- Records to process:
· · ·

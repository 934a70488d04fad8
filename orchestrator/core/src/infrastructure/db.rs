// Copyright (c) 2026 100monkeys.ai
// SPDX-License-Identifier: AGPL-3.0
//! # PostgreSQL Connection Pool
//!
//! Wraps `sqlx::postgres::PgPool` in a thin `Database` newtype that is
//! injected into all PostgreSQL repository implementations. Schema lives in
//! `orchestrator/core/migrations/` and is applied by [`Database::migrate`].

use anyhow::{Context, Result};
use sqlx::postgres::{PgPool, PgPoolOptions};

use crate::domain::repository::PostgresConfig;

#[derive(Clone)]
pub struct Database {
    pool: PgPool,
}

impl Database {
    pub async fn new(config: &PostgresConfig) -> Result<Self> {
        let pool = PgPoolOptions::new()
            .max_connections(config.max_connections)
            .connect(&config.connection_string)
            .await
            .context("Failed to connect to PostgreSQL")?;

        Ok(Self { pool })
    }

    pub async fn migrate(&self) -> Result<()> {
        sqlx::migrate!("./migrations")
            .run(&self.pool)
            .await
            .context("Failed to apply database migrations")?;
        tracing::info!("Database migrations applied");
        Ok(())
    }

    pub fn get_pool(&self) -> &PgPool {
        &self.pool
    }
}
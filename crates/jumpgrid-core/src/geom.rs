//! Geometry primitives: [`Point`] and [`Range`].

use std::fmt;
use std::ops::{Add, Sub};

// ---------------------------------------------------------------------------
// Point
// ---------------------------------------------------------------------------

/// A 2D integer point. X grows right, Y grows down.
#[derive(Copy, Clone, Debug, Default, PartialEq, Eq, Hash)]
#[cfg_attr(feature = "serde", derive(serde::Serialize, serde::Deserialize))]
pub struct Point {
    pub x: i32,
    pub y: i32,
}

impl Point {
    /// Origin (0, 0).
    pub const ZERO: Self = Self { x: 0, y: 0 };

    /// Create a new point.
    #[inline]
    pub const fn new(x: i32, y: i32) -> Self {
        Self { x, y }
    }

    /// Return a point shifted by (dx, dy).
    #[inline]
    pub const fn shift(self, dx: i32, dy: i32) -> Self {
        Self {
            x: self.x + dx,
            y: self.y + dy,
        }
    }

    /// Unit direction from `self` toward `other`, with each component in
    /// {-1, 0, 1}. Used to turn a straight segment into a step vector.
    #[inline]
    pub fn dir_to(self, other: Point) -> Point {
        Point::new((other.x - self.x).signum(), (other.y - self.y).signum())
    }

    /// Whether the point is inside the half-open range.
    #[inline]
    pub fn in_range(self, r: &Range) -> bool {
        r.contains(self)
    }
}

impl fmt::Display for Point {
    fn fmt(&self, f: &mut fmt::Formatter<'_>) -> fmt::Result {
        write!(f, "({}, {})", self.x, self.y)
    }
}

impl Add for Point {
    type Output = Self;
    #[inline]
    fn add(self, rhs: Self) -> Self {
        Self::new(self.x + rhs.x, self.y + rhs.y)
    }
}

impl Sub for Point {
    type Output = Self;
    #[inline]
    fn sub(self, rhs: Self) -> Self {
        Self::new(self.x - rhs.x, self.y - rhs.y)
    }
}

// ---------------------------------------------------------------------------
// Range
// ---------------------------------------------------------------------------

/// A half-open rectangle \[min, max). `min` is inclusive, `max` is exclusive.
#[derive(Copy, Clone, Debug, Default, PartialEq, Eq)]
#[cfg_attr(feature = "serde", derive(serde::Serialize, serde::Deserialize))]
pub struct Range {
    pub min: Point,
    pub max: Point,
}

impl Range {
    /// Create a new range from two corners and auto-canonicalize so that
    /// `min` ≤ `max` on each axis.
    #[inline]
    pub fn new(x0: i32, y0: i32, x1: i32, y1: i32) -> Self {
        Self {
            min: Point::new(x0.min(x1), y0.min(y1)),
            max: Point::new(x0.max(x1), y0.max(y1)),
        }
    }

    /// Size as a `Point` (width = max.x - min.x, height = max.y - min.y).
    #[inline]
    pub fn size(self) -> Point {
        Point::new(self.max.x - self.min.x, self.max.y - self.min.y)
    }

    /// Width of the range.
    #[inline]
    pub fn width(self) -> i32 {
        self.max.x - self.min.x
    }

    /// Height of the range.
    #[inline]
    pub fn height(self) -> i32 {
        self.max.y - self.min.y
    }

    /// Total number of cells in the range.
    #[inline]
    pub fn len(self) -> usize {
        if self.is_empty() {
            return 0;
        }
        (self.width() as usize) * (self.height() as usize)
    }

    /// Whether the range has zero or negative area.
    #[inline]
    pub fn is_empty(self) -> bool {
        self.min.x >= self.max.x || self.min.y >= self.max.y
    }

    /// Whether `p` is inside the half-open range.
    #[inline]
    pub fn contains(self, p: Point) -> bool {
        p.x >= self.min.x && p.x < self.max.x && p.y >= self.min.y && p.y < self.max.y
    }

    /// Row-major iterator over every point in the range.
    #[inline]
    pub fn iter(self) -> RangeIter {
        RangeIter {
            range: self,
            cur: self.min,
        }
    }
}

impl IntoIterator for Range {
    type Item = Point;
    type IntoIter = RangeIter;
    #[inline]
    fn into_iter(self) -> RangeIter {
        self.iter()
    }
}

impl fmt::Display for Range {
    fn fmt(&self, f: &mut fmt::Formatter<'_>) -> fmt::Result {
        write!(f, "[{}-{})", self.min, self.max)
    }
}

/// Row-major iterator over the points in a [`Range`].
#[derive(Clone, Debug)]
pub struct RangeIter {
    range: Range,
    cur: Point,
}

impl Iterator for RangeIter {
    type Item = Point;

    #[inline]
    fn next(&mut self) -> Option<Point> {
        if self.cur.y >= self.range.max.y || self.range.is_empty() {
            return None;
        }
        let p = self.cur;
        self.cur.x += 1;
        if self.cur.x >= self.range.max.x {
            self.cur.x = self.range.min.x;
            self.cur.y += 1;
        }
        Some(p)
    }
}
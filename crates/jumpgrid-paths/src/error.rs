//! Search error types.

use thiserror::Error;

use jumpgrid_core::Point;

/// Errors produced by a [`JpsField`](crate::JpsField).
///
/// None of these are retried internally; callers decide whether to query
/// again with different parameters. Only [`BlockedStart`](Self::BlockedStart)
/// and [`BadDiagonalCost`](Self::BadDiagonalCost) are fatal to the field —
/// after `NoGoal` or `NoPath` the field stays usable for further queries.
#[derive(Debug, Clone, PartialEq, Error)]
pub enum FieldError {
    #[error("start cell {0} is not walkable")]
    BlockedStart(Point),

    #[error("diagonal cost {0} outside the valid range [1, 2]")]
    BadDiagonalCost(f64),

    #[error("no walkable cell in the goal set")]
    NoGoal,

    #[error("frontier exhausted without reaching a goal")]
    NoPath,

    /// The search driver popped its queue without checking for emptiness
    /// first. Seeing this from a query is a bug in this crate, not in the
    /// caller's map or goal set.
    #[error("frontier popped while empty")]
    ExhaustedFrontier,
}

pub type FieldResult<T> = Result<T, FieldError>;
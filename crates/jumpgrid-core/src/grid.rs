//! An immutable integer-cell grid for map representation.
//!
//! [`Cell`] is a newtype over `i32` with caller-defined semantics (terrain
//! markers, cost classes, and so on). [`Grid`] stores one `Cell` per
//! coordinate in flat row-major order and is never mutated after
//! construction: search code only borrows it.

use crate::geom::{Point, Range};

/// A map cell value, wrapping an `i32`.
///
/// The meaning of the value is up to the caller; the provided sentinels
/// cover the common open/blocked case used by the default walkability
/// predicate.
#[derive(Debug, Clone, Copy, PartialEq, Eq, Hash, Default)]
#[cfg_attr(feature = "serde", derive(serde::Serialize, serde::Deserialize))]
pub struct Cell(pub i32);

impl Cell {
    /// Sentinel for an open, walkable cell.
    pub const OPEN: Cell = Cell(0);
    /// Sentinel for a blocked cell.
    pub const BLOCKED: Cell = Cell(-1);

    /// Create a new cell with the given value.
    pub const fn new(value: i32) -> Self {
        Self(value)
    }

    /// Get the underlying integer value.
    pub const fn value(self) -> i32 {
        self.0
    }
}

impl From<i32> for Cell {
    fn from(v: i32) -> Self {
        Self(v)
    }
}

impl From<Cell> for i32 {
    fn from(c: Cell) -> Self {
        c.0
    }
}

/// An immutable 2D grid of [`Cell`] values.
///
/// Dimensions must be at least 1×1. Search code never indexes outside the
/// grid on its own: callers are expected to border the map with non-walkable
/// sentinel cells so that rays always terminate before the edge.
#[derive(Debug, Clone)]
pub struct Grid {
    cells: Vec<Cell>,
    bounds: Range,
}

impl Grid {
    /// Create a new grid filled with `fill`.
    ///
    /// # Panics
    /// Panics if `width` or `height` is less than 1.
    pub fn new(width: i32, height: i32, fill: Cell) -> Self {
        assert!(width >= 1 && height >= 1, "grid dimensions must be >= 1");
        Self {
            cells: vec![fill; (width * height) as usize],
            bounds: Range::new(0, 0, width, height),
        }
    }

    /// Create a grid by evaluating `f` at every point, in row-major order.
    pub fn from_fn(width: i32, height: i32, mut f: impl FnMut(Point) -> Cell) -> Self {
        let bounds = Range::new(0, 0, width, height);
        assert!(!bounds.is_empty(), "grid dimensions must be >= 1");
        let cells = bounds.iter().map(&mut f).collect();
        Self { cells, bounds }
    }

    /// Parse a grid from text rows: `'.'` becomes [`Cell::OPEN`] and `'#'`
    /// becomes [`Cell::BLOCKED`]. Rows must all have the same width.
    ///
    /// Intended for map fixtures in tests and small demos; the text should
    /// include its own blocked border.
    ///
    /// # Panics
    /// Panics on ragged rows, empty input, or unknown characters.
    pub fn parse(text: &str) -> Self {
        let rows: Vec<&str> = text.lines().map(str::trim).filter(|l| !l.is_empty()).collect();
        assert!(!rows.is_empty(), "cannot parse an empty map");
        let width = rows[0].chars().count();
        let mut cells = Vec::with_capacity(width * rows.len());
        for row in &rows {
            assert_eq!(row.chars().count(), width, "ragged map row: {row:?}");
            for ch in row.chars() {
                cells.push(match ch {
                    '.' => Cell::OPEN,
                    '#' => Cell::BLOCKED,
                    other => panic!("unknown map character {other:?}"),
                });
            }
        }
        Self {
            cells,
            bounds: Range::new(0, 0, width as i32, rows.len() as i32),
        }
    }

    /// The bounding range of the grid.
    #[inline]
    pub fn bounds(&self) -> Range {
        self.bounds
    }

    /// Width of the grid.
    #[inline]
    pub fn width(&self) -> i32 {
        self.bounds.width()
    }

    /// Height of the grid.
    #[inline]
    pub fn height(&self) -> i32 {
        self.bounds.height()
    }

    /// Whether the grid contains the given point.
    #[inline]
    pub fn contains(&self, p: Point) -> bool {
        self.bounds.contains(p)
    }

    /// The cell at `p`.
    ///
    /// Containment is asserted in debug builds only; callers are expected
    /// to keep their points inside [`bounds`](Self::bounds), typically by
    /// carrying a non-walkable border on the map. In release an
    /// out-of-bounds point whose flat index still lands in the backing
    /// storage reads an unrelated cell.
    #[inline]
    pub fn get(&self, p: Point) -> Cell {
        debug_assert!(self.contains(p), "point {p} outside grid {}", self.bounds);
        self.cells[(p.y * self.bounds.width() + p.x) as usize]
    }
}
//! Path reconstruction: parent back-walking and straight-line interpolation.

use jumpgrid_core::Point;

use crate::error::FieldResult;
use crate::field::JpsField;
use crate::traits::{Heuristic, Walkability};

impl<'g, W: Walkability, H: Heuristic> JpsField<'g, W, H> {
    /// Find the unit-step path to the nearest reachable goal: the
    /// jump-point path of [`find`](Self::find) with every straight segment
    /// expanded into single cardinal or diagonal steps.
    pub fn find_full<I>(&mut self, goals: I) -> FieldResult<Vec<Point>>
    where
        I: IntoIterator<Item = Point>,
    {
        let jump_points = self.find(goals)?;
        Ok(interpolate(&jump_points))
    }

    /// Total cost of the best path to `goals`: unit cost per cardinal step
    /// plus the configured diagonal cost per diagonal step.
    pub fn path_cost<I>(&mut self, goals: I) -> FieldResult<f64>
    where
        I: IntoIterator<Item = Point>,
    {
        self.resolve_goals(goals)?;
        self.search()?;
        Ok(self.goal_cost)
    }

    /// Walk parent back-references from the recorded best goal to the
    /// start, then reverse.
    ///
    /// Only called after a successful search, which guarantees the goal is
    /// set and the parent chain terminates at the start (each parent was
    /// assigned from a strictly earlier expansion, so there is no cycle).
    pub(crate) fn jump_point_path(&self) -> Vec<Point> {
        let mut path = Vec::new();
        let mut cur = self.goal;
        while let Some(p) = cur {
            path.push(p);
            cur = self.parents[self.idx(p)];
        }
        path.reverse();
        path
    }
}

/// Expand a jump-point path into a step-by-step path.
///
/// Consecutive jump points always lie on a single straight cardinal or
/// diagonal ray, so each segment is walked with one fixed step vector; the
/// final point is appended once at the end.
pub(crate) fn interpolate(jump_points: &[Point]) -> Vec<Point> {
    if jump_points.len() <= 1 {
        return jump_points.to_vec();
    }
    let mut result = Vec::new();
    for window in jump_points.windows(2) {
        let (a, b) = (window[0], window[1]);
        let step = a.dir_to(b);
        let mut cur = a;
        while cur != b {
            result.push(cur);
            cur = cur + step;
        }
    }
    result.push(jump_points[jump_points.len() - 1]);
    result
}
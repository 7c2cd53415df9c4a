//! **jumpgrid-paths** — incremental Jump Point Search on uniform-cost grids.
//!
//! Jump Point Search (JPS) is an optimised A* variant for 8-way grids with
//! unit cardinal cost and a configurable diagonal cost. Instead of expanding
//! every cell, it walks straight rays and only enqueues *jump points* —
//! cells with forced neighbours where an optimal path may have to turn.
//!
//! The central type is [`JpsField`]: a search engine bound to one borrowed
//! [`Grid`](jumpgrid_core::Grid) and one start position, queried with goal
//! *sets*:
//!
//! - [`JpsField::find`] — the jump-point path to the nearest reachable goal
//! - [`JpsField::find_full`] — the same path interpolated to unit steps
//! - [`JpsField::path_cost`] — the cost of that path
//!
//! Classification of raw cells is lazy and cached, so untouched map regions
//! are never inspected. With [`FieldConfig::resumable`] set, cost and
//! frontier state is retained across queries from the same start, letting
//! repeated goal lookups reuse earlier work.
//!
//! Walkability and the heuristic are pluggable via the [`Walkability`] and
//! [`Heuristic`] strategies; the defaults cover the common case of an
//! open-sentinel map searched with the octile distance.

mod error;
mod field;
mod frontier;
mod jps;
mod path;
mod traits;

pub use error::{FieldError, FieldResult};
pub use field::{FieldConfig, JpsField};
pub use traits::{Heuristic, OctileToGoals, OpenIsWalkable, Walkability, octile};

· · ·

- Task to carry out:
Within the listing above, locate the line containing "pub fn find_full<I>(&mut" and the line containing "is no cycle).". Reproduce those two lines and all lines between them exactly, with nothing added.

- Output of the exercise:
    pub fn find_full<I>(&mut self, goals: I) -> FieldResult<Vec<Point>>
    where
        I: IntoIterator<Item = Point>,
    {
        let jump_points = self.find(goals)?;
        Ok(interpolate(&jump_points))
    }

    /// Total cost of the best path to `goals`: unit cost per cardinal step
    /// plus the configured diagonal cost per diagonal step.
    pub fn path_cost<I>(&mut self, goals: I) -> FieldResult<f64>
    where
        I: IntoIterator<Item = Point>,
    {
        self.resolve_goals(goals)?;
        self.search()?;
        Ok(self.goal_cost)
    }

    /// Walk parent back-references from the recorded best goal to the
    /// start, then reverse.
    ///
    /// Only called after a successful search, which guarantees the goal is
    /// set and the parent chain terminates at the start (each parent was
    /// assigned from a strictly earlier expansion, so there is no cycle).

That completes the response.